The present invention relates to a method and system for providing automated trading and processing of restricted securities. In particular the present invention relates to an automated system and process to transform restricted securities processing (RSP) from being a slow and inconsistent process into an industry benchmark, and possibly a competitive advantage as a distinct and significant source of value creation for a financial institution.
Several conditions can distinguish RSP from non-RSP and are the dominant root causes for process inefficiencies: RSP requires extra “legal” process steps that culminate with a Transfer Agent's review of a Legal Opinion from Company Counsel. A Broker's Letter and Seller's Letter can be inputs wherein the primary purpose of the letters is to facilitate the generation of a Legal Opinion by Company Counsel. The Legal Opinion typically states that Company Counsel believes a trade involving restricted securities meets regulations.
Restricted securities are almost always physical documents while non-restricted securities are almost always electronic. In addition, restricted securities uniquely require legends. In present markets, physical restricted securities can be replaced by electronic positions on the books and records of the Transfer Agent with a stop order, however, this does not usually happen.
The conditions of being restricted and being physical are not one and the same, they can be separated, such as via Transfer Agent (TA) books-and-records. However, both conditions require manually intensive, inefficient, non-standard processes with poor quality control and lagging status.
In general, the prior art has shown that when a Client desires to sell restricted stock the client will call their Broker to inform them of their desire. Typically, the associated restricted stock security will already be retained by the Broker in a vault and the Broker will have some indication of a restriction applying. The Broker will typically have a pre-signed Seller's Letter with blanks for the date, rule of sale, amount to be sold and potentially other transaction specific information. The Broker and the Client, who is now a Seller, will attempt to determine an appropriate rule for sale, and whether or not the Seller meets the requirements. If they are not able to do so, the Broker and/or Seller may call the Broker's internal Restriction Desk; the Client's Counsel, or the Company Counsel to determine the appropriate rule for sale.
When the appropriate rule of sale has been ascertained, the Broker will fill in the pre-signed Seller's Letter. If the Broker does not have a pre-signed Seller's Letter on hand, they will fax the filled in Letter to the Client for signature, and the Client will then fax the signed letter back to the Broker or directly to Company Counsel. The Broker will also fill out and sign a Broker's Letter. The Broker will then determine the identity of Company Counsel in order to fax both the Seller's and Broker's Letter. The Broker will also call Company Counsel to inform them of the impending fax and give a transaction overview, and then fax the letters. Upon receipt of the faxed letters, Company Counsel will review the letters to determine if the appropriate rule has been identified and that the conditions under the rule are met. If so, Company Counsel creates and signs a Legal Opinion stating that they believe conditions for sale have been met. Company Counsel will also identify the Transfer Agent, and fax the Legal Opinion to the Transfer Agent.

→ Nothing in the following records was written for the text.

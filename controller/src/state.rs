//! Application state owned by the controller.
//!
//! `UiState` is created empty at startup, mutated only through [`crate::update`], and dropped with
//! the process. Its [`View`] is the declarative picture a renderer applies.

use crate::constants::{DEFAULT_MIN_AGE, NUM_STEPS};
use std::fmt;

/// The three stages of the demo, in display order.
#[derive(Clone, Copy, Debug, PartialEq, Eq)]
pub enum Step {
    Issue,
    Verify,
    Stats,
}

impl Step {
    pub const ALL: [Step; NUM_STEPS] = [Step::Issue, Step::Verify, Step::Stats];

    pub fn index(self) -> usize {
        match self {
            Step::Issue => 0,
            Step::Verify => 1,
            Step::Stats => 2,
        }
    }

    pub fn title(self) -> &'static str {
        match self {
            Step::Issue => "Issue credential",
            Step::Verify => "Verify age",
            Step::Stats => "Statistics",
        }
    }
}

/// Visual flags of one step. They are independent and only ever get set.
#[derive(Clone, Copy, Debug, Default, PartialEq, Eq)]
pub struct StepFlags {
    pub active: bool,
    pub completed: bool,
}

/// A button together with its loading indicator.
#[derive(Clone, Copy, Debug, PartialEq, Eq)]
pub struct Control {
    pub enabled: bool,
    pub loading: bool,
}

impl Control {
    fn idle(enabled: bool) -> Self {
        Self {
            enabled,
            loading: false,
        }
    }

    /// Disable and show the loading indicator while a request is outstanding.
    pub(crate) fn acquire(&mut self) {
        self.enabled = false;
        self.loading = true;
    }

    /// Runs on every completion, success or not.
    pub(crate) fn release(&mut self) {
        self.enabled = true;
        self.loading = false;
    }

    pub fn in_flight(&self) -> bool {
        self.loading
    }
}

#[derive(Clone, Copy, Debug, PartialEq, Eq)]
pub enum Severity {
    Success,
    Error,
    Info,
}

impl Severity {
    /// CSS class of the result box.
    pub fn as_str(self) -> &'static str {
        match self {
            Severity::Success => "success",
            Severity::Error => "error",
            Severity::Info => "info",
        }
    }
}

impl fmt::Display for Severity {
    fn fmt(&self, f: &mut fmt::Formatter<'_>) -> fmt::Result {
        f.write_str(self.as_str())
    }
}

/// Which result panel a message goes to.
#[derive(Clone, Copy, Debug, PartialEq, Eq)]
pub enum ResultTarget {
    Issue,
    Verify,
    Stats,
}

impl ResultTarget {
    pub const ALL: [ResultTarget; 3] = [ResultTarget::Issue, ResultTarget::Verify, ResultTarget::Stats];

    pub fn id(self) -> &'static str {
        match self {
            ResultTarget::Issue => "issueResult",
            ResultTarget::Verify => "verifyResult",
            ResultTarget::Stats => "statsResult",
        }
    }
}

/// Displayed content of a result panel. The message may embed simple markup (`<br>`).
#[derive(Clone, Debug, PartialEq, Eq)]
pub struct Panel {
    pub message: String,
    pub severity: Severity,
}

#[derive(Clone, Debug, Default, PartialEq, Eq)]
pub struct Panels {
    pub issue: Option<Panel>,
    pub verify: Option<Panel>,
    pub stats: Option<Panel>,
}

impl Panels {
    pub fn get(&self, target: ResultTarget) -> Option<&Panel> {
        match target {
            ResultTarget::Issue => self.issue.as_ref(),
            ResultTarget::Verify => self.verify.as_ref(),
            ResultTarget::Stats => self.stats.as_ref(),
        }
    }

    fn slot(&mut self, target: ResultTarget) -> &mut Option<Panel> {
        match target {
            ResultTarget::Issue => &mut self.issue,
            ResultTarget::Verify => &mut self.verify,
            ResultTarget::Stats => &mut self.stats,
        }
    }
}

/// Everything a renderer needs.
#[derive(Clone, Debug, PartialEq, Eq)]
pub struct View {
    pub steps: [StepFlags; NUM_STEPS],
    pub issue_control: Control,
    pub verify_control: Control,
    pub panels: Panels,
}

impl Default for View {
    fn default() -> Self {
        Self {
            steps: [StepFlags::default(); NUM_STEPS],
            issue_control: Control::idle(true),
            // Enabled by the first successful issuance.
            verify_control: Control::idle(false),
            panels: Panels::default(),
        }
    }
}

impl View {
    pub fn step(&self, step: Step) -> StepFlags {
        self.steps[step.index()]
    }
}

/// In-memory session data. Never persisted.
#[derive(Clone, Debug, Default, PartialEq, Eq)]
pub struct Session {
    pub credential_id: Option<String>,
}

#[derive(Clone, Debug, PartialEq, Eq)]
pub struct UiState {
    pub session: Session,
    pub view: View,

    /// Threshold sent with verification requests.
    pub min_age: u8,

    initialized: bool,
}

impl Default for UiState {
    fn default() -> Self {
        Self::new(DEFAULT_MIN_AGE)
    }
}

impl UiState {
    pub fn new(min_age: u8) -> Self {
        Self {
            session: Session::default(),
            view: View::default(),
            min_age,
            initialized: false,
        }
    }

    pub fn credential_id(&self) -> Option<&str> {
        self.session.credential_id.as_deref()
    }

    pub fn is_initialized(&self) -> bool {
        self.initialized
    }

    pub(crate) fn mark_initialized(&mut self) {
        self.initialized = true;
    }

    /// Replace the content of a result panel.
    ///
    /// The message is stored verbatim; escaping is the caller's business.
    pub fn show_result(&mut self, target: ResultTarget, message: impl Into<String>, severity: Severity) {
        *self.view.panels.slot(target) = Some(Panel {
            message: message.into(),
            severity,
        });
    }

    pub(crate) fn clear_result(&mut self, target: ResultTarget) {
        *self.view.panels.slot(target) = None;
    }

    pub(crate) fn mark_active(&mut self, step: Step) {
        self.view.steps[step.index()].active = true;
    }

    pub(crate) fn mark_completed(&mut self, step: Step) {
        self.view.steps[step.index()].completed = true;
    }
}

#[cfg(test)]
mod tests {
    use super::*;

    #[test]
    fn fresh_state_is_empty() {
        let state = UiState::default();
        assert_eq!(state.credential_id(), None);
        assert_eq!(state.min_age, DEFAULT_MIN_AGE);
        assert!(state.view.issue_control.enabled);
        assert!(!state.view.verify_control.enabled);
        for step in Step::ALL {
            assert_eq!(state.view.step(step), StepFlags::default());
        }
        for target in ResultTarget::ALL {
            assert!(state.view.panels.get(target).is_none());
        }
    }

    #[test]
    fn show_result_replaces_previous_content() {
        let mut state = UiState::default();
        state.show_result(ResultTarget::Stats, "first", Severity::Info);
        state.show_result(ResultTarget::Stats, "second", Severity::Error);

        let panel = state.view.panels.get(ResultTarget::Stats).unwrap();
        assert_eq!(panel.message, "second");
        assert_eq!(panel.severity, Severity::Error);
        assert!(state.view.panels.get(ResultTarget::Issue).is_none());
    }

    #[test]
    fn control_release_always_restores() {
        let mut c = Control::idle(false);
        c.acquire();
        assert!(c.in_flight());
        assert!(!c.enabled);
        c.release();
        assert!(!c.in_flight());
        assert!(c.enabled);
    }
}
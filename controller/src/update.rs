//! The dispatch function: one handler per action, each returning the next state plus effects.

use crate::action::{Action, Effect, TransportFailure};
use crate::constants::ID_PREVIEW_LEN;
use crate::errors::Precondition;
use crate::state::{ResultTarget, Severity, Step, UiState};
use crate::types::{FileUpload, IssueResponse, StatsResponse, VerifyRequest, VerifyResponse};

/// Apply `action` to `state`.
///
/// Pure: the same inputs always produce the same output, and nothing is executed. The caller runs
/// the returned effects and dispatches their completion actions.
pub fn update(state: &UiState, action: Action) -> (UiState, Vec<Effect>) {
    let mut next = state.clone();
    let effects = match action {
        Action::Init => init(&mut next),
        Action::IssueRequested { file } => request_issue(&mut next, file),
        Action::IssueFinished(result) => finish_issue(&mut next, result),
        Action::VerifyRequested => request_verify(&mut next),
        Action::VerifyFinished(result) => finish_verify(&mut next, result),
        Action::StatsRequested => vec![Effect::FetchStats],
        Action::StatsFinished(result) => finish_stats(&mut next, result),
    };
    (next, effects)
}

/// First 16 characters followed by an ellipsis.
pub fn preview(id: &str) -> String {
    let head: String = id.chars().take(ID_PREVIEW_LEN).collect();
    format!("{head}...")
}

fn init(state: &mut UiState) -> Vec<Effect> {
    if state.is_initialized() {
        return Vec::new();
    }
    state.mark_initialized();
    state.mark_active(Step::Issue);
    vec![Effect::FetchStats]
}

fn request_issue(state: &mut UiState, file: Option<FileUpload>) -> Vec<Effect> {
    // A disabled button cannot be clicked, with or without a file.
    if state.view.issue_control.in_flight() {
        return Vec::new();
    }

    let Some(file) = file else {
        state.show_result(ResultTarget::Issue, Precondition::MissingFile.to_string(), Severity::Error);
        return Vec::new();
    };

    state.view.issue_control.acquire();
    state.clear_result(ResultTarget::Issue);
    vec![Effect::IssueCredential(file)]
}

fn finish_issue(state: &mut UiState, result: Result<IssueResponse, TransportFailure>) -> Vec<Effect> {
    state.view.issue_control.release();

    match result {
        Ok(resp) if resp.success => match resp.credential_id {
            Some(credential_id) => {
                let mut msg = format!(
                    "✅ {}<br>Credential ID: {}",
                    resp.message.as_deref().unwrap_or("Credential issued"),
                    preview(&credential_id)
                );
                if let Some(index) = resp.stats.and_then(|s| s.merkle_index) {
                    msg.push_str(&format!("<br>Merkle index: {index}"));
                }

                state.session.credential_id = Some(credential_id);
                state.show_result(ResultTarget::Issue, msg, Severity::Success);

                state.view.verify_control.enabled = true;
                state.mark_completed(Step::Issue);
                state.mark_active(Step::Verify);
            }
            None => {
                state.show_result(
                    ResultTarget::Issue,
                    "❌ Error: response is missing credential_id",
                    Severity::Error,
                );
            }
        },
        Ok(_) => {
            state.show_result(ResultTarget::Issue, "❌ Failed to issue credential", Severity::Error);
        }
        Err(e) => {
            state.show_result(ResultTarget::Issue, format!("❌ Error: {e}"), Severity::Error);
        }
    }

    Vec::new()
}

fn request_verify(state: &mut UiState) -> Vec<Effect> {
    if state.view.verify_control.in_flight() {
        return Vec::new();
    }

    let Some(credential_id) = state.session.credential_id.clone() else {
        state.show_result(ResultTarget::Verify, Precondition::MissingCredential.to_string(), Severity::Error);
        return Vec::new();
    };

    state.view.verify_control.acquire();
    state.clear_result(ResultTarget::Verify);
    vec![Effect::VerifyAge(VerifyRequest {
        credential_id,
        min_age: state.min_age,
    })]
}

fn finish_verify(state: &mut UiState, result: Result<VerifyResponse, TransportFailure>) -> Vec<Effect> {
    state.view.verify_control.release();

    let min_age = state.min_age;
    match result {
        Ok(resp) if resp.success && resp.proof_valid => {
            let (status, message, severity) = if resp.is_old_enough {
                (
                    "✅ VERIFIED",
                    format!("You have successfully proven you are over {min_age}!"),
                    Severity::Success,
                )
            } else {
                (
                    "❌ FAILED",
                    format!("Age verification failed - you are under {min_age}."),
                    Severity::Error,
                )
            };

            state.show_result(
                ResultTarget::Verify,
                format!("{status} {message}<br><br>🔐 Zero-knowledge proof generated and verified!"),
                severity,
            );

            if resp.is_old_enough {
                state.mark_completed(Step::Verify);
                state.mark_active(Step::Stats);
            }
        }
        Ok(_) => {
            state.show_result(ResultTarget::Verify, "❌ Verification failed: Invalid proof", Severity::Error);
        }
        Err(e) => {
            state.show_result(ResultTarget::Verify, format!("❌ Error: {e}"), Severity::Error);
        }
    }

    Vec::new()
}

fn finish_stats(state: &mut UiState, result: Result<StatsResponse, TransportFailure>) -> Vec<Effect> {
    match result {
        Ok(stats) => {
            let msg = format!(
                "📊 System Statistics:<br>\
                 Total Credentials Issued: {}<br>\
                 Current Merkle Root: {}<br>\
                 <br>All credentials are publicly auditable in the Merkle tree!",
                stats.total_credentials,
                preview(&stats.merkle_root)
            );
            state.show_result(ResultTarget::Stats, msg, Severity::Info);
        }
        Err(e) => {
            state.show_result(ResultTarget::Stats, format!("❌ Error fetching stats: {e}"), Severity::Error);
        }
    }
    Vec::new()
}
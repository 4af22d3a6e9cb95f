use crate::render::Format;
use clap::{Parser, Subcommand};
use controller::constants::DEFAULT_MIN_AGE;
use std::path::PathBuf;
use std::time::Duration;

/// Terminal client for the zk-creds demo: issue a credential, prove your age, audit the tree.
#[derive(Parser, Debug)]
#[command(name = "zk-creds", version)]
pub struct Cli {
    /// Base URL of the zk-creds backend.
    #[arg(long, env = "ZKCREDS_BACKEND_URL", default_value = "http://127.0.0.1:8000", global = true)]
    pub backend_url: String,

    /// Age threshold sent with verification requests.
    #[arg(long, env = "ZKCREDS_MIN_AGE", default_value_t = DEFAULT_MIN_AGE, global = true)]
    pub min_age: u8,

    /// Per-request timeout in seconds. Requests wait forever when unset.
    #[arg(long, env = "ZKCREDS_TIMEOUT_SECS", global = true)]
    pub timeout_secs: Option<u64>,

    /// How result panels are printed.
    #[arg(long, value_enum, default_value_t = Format::Text, global = true)]
    pub format: Format,

    #[command(subcommand)]
    pub command: Option<Command>,
}

#[derive(Subcommand, Debug, Clone, PartialEq, Eq)]
pub enum Command {
    /// Interactive session (default).
    Shell,

    /// Run the whole flow once with the given passport file.
    Demo {
        /// Mock passport JSON file.
        passport: PathBuf,
    },

    /// Check that the backend is up.
    Health,

    /// Print the current Merkle root.
    Root,
}

impl Cli {
    pub fn timeout(&self) -> Option<Duration> {
        self.timeout_secs.map(Duration::from_secs)
    }

    pub fn command(&self) -> Command {
        self.command.clone().unwrap_or(Command::Shell)
    }
}
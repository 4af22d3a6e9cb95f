//! Crate-wide constants for the demo flow.

/// Age threshold sent with every verification request unless configured otherwise.
pub const DEFAULT_MIN_AGE: u8 = 18;

/// Number of leading characters shown when displaying credential ids and Merkle roots.
pub const ID_PREVIEW_LEN: usize = 16;

/// Number of steps in the progress indicator.
pub const NUM_STEPS: usize = 3;

/// Multipart field name the backend reads the passport file from.
pub const PASSPORT_FIELD: &str = "file";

In the early part of the process when the Client first calls the Broker to place the sale, the Broker will also receive from the Seller an original signed document of negotiability to forward to the Transfer Agent. If the security is on deposit in the Broker's vault, typically the Broker will have had previously given the Client a stock power which if signed by the Client, can act as documentation of negotiability. During a call to the Broker, the Broker will inform the Client to sign the stock power and physically send it, typically via an overnight service, to the Broker. If the security is in the possession of the Client or another source, the Broker will typically inform the Client to sign the security itself. The signed security can be used as the document of negotiability and forward it to the Broker. However it is accomplished, both a signed document of negotiability and the security itself must be delivered to the Transfer Agent to complete the transfer. The Broker will put events into action to ensure both items are received into the Broker's possession to be forwarded to the Transfer Agent.
Typically, the Transfer Agent will not begin the transfer process until it has received either a faxed copy or original of the signed Legal Opinion. In addition the transfer agent will require an original security along with an original signed document of negotiability.
The Transfer Agent will sort through piles of packages of negotiability documentation which typically arrive through an overnight service, and stacks of faxes of Legal Opinions to match the appropriate Legal Opinion to the appropriate security package. Alternatively, some Transfer Agents request that the Broker take receipt of the fax from Company Counsel and package this letter with the security package to eliminate the laborious task of doing this themselves. Upon completing this task, the Transfer Agent will initiate the transfer process, which includes destroying the old certificate and either reissuing a new physical security or moving the security to electronic form in a trust company environment, such as the Depository Trust Company. The only way the Broker can identify that the transfer has been complete is to go into a trust company system and search, or call the transfer agent and inquire. Overall, this process may require from one to three weeks and occasionally even longer.
What is needed is a method and system to automate Restricted Securities Processing and provide a timely, secure, platform for trading restricted securities.